Well, instead of making a New Year’s resolution, IOD stockist Royce Hunt-Bell, from Roycycled Treasures in Safford, AZ, chooses words of affirmation. She picks ones that will guide, lead, or push her to improve throughout the year. How cool is that? 

She puts the words where she can see them as often as possible. Everywhere from wearable art to DIY wall decor placed around her shop and house. 

One of her words this year is, you guessed it, “AUDACIOUS” —> as in having the courage to push out of your comfort zone and be bold.

To remind herself of her word, Royce decided to repurpose a drawer front from an old walnut dresser that was beyond refurbishing. She dismantled the dresser to reuse the wood and set aside the drawer fronts to use to make DIY wall art.

Since she didn’t have all the metal letters she needed on hand, she decided to IOD some letters. Using the IOD Retro Stamp and IOD Air Dry Clay, she can make whatever beautiful faux metal letters she wants!

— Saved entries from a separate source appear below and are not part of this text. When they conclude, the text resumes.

fn parse_txn_field(line_no: usize, name: &str) -> Result<TxnField, ParseError> {
    Ok(match name {
        "Sender" => TxnField::Sender,
        "Fee" => TxnField::Fee,
        "RekeyTo" => TxnField::RekeyTo,
        "CloseRemainderTo" => TxnField::CloseRemainderTo,
        "AssetCloseTo" => TxnField::AssetCloseTo,
        "TypeEnum" => TxnField::TypeEnum,
        "GroupIndex" => TxnField::GroupIndex,
        "ApplicationID" => TxnField::ApplicationID,
        "OnCompletion" => TxnField::OnCompletion,
        other if !other.is_empty() => TxnField::Other(other.to_string()),
        _ => {
            return Err(ParseError::MalformedImmediate {
                line: SourceLine(line_no),
                detail: "transaction field name must not be empty".into(),
            })
        }
    })
}

fn parse_global_field(name: &str) -> GlobalField {
    match name {
        "GroupSize" => GlobalField::GroupSize,
        "ZeroAddress" => GlobalField::ZeroAddress,
        "CreatorAddress" => GlobalField::CreatorAddress,
        "MinTxnFee" => GlobalField::MinTxnFee,
        other => GlobalField::Other(other.to_string()),
    }
}

/// Static pop/push arity for opcodes that never need a dedicated
/// `InstructionKind` variant. Unknown mnemonics default to `(0, 1)`, the
/// most common shape among TEAL opcodes outside this table (most are
/// pure compute ops consuming their operands and producing one value);
/// this only affects stack-AST reconstruction precision, never analyzer
/// correctness.
fn generic_arity(mnemonic: &str) -> (u8, u8) {
    match mnemonic {
        "dup" => (1, 2),
        "dup2" => (2, 4),
        "pop" => (1, 0),
        "swap" => (2, 2),
        "select" => (3, 1),
        "cover" | "uncover" | "dig" => (0, 0),
        "load" | "gload" => (0, 1),
        "store" => (1, 0),
        "concat" | "itob" | "btoi" | "len" | "sha256" | "keccak256" | "sha512_256" | "sqrt"
        | "not" | "bitlen" | "getbit" | "getbyte" => (1, 1),
        "*" | "/" | "%" | "&" | "|" | "^" | "exp" | "shl" | "shr" | "setbit" | "setbyte" => (2, 1),
        "mulw" | "addw" | "divmodw" | "expw" => (2, 2),
        "txna" | "gtxna" | "gtxnsa" | "itxn" | "itxna" | "gaid" | "gaids" => (0, 1),
        "itxn_begin" | "itxn_submit" | "itxn_next" => (0, 0),
        "itxn_field" => (1, 0),
        "app_global_get" | "app_local_get" => (1, 1),
        "app_global_put" => (2, 0),
        "app_local_put" => (3, 0),
        "app_global_get_ex" | "app_local_get_ex" => (2, 2),
        "app_opted_in" => (2, 1),
        "asset_holding_get" => (2, 2),
        "asset_params_get" => (1, 2),
        "app_params_get" => (1, 2),
        "acct_params_get" => (1, 2),
        "box_create" => (2, 1),
        "box_delete" => (1, 1),
        "box_extract" => (3, 1),
        "box_replace" => (3, 0),
        "box_len" | "box_get" => (1, 2),
        "box_put" => (2, 0),
        "log" => (1, 0),
        "min_balance" | "balance" => (1, 1),
        "ed25519verify" => (3, 1),
        "pop_n" => (0, 0),
        _ => (0, 1),
    }
}

#[cfg(test)]
mod tests {
    use super::*;

    #[test]
    fn parses_version_pragma() {
        let prog = parse("#pragma version 6\nint 1\nreturn\n").unwrap();
        assert_eq!(prog.version, 6);
        assert_eq!(prog.instructions.len(), 2);
    }

    #[test]
    fn missing_pragma_is_fatal() {
        let err = parse("int 1\nreturn\n").unwrap_err();
        assert!(matches!(err, ParseError::InvalidVersionPragma { .. }));
    }

    #[test]
    fn unknown_opcode_is_generic_not_fatal() {
        // Anything not given a dedicated variant falls back to a Generic
        // opcode with a table-driven arity rather than failing to parse.
        let prog = parse("#pragma version 6\ndup\nint 1\nreturn\n").unwrap();
        assert!(matches!(prog.instructions[0].kind, InstructionKind::Generic { pops: 1, pushes: 2, .. }));
    }

    #[test]
    fn comments_and_blank_lines_are_skipped() {
        let prog = parse("#pragma version 6\n// a comment\n\nint 1 // trailing\nreturn\n").unwrap();
        assert_eq!(prog.instructions.len(), 2);
    }

    #[test]
    fn labels_become_zero_arity_markers() {
        let prog = parse("#pragma version 6\nmain:\nint 1\nreturn\n").unwrap();
        match &prog.instructions[0].kind {
            InstructionKind::Generic { mnemonic, pops, pushes } => {
                assert_eq!(mnemonic, "main:");
                assert_eq!((*pops, *pushes), (0, 0));
            }
            other => panic!("expected label marker, got {other:?}"),
        }
    }

    #[test]
    fn gtxn_parses_index_and_field() {
        let prog = parse("#pragma version 6\ngtxn 1 RekeyTo\nreturn\n").unwrap();
        assert_eq!(
            prog.instructions[0].kind,
            InstructionKind::Gtxn { idx: 1, field: TxnField::RekeyTo }
        );
    }

    #[test]
    fn int_literal_accepts_hex_and_octal_prefixes() {
        let prog = parse("#pragma version 6\nint 0x10\nreturn\n").unwrap();
        assert_eq!(prog.instructions[0].kind, InstructionKind::Int(16));

        let prog = parse("#pragma version 6\nint 010\nreturn\n").unwrap();
        assert_eq!(prog.instructions[0].kind, InstructionKind::Int(8));

        let prog = parse("#pragma version 6\nint 0\nreturn\n").unwrap();
        assert_eq!(prog.instructions[0].kind, InstructionKind::Int(0));
    }

    #[test]
    fn hex_byte_literal_decodes() {
        let prog = parse("#pragma version 6\nbyte 0x0102\nreturn\n").unwrap();
        assert_eq!(prog.instructions[0].kind, InstructionKind::Byte(vec![0x01, 0x02]));
    }

    #[test]
    fn odd_length_hex_is_malformed() {
        let err = parse("#pragma version 6\nbyte 0x010\nreturn\n").unwrap_err();
        assert!(matches!(err, ParseError::MalformedImmediate { .. }));
    }

    #[test]
    fn named_type_enum_constant_resolves_to_its_integer() {
        let prog = parse("#pragma version 6\nint pay\nreturn\n").unwrap();
        assert_eq!(prog.instructions[0].kind, InstructionKind::Int(1));
    }
}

Watch in the video below how Royce creates her “Audacious” sign. Keep scrolling for a supply list and instructions.

If you want to know when you can catch another one of Royce’s shows on IOD TV, check out this post to see the current Live video tutorial schedule.

Here’s everything you need to DIY faux metal letters into inspiration wall art

All IOD products can be purchased from an approved stockist. To find a shop local to you, click here. To find an online store, click here.

(This post contains affiliate links.) 

Step-By-Step Instructions

Step 1: Apply a thin coat of a water-based polyurethane sealer to old drawer front.

Since Royce is going to be using an IOD Transfer on the wood sign, she starts out prepping her piece by sealing it with a water-based sealer. Check with your IOD Stockist to get a product recommendation. 

Royce strongly recommends taking this step so that the transfer will adhere well to the surface of the wood. The IOD Transfers are made to work best on a smooth, dry surface, so you’ll want to make sure the piece is completely dry before applying the transfer.

Step 2: Rub on the IOD transfer.

Cut apart the bit of transfer you’d like to use. Royce chose a few flowers from the Astoria Foliage Transfer to add a bit of femininity, but you can choose whatever suits your style.

Use the tool provided to rub the image only to wood.

More pro-tips for using IOD Transfers from Royce:

  • Use extra care to keep the transfer attached to the facing sheet. She uses tape to keep the pieces together after she’s cut something out of a transfer. The transfer is on a sticky backing and it can accidentally stick to another surface – including itself. 
  • When you’re cutting out certain pieces of the transfer, keep in mind that the way you cut it will impact the next piece you want to use from the transfer. Cut carefully and mindfully.
  • After applying a transfer, burnish it by rubbing it all over with the grid-lined transfer backing over to make sure it adheres to the surface well.

Royce adds just a little of the Astoria Transfer to bring some femininity to her piece. Her preferred style is an industrial look – “steam punkish” it’s been called. So the combination of wood and black is her go-to look. 

She places the transfer pieces at the top and bottom of the wood sign and to create balance she offsets them.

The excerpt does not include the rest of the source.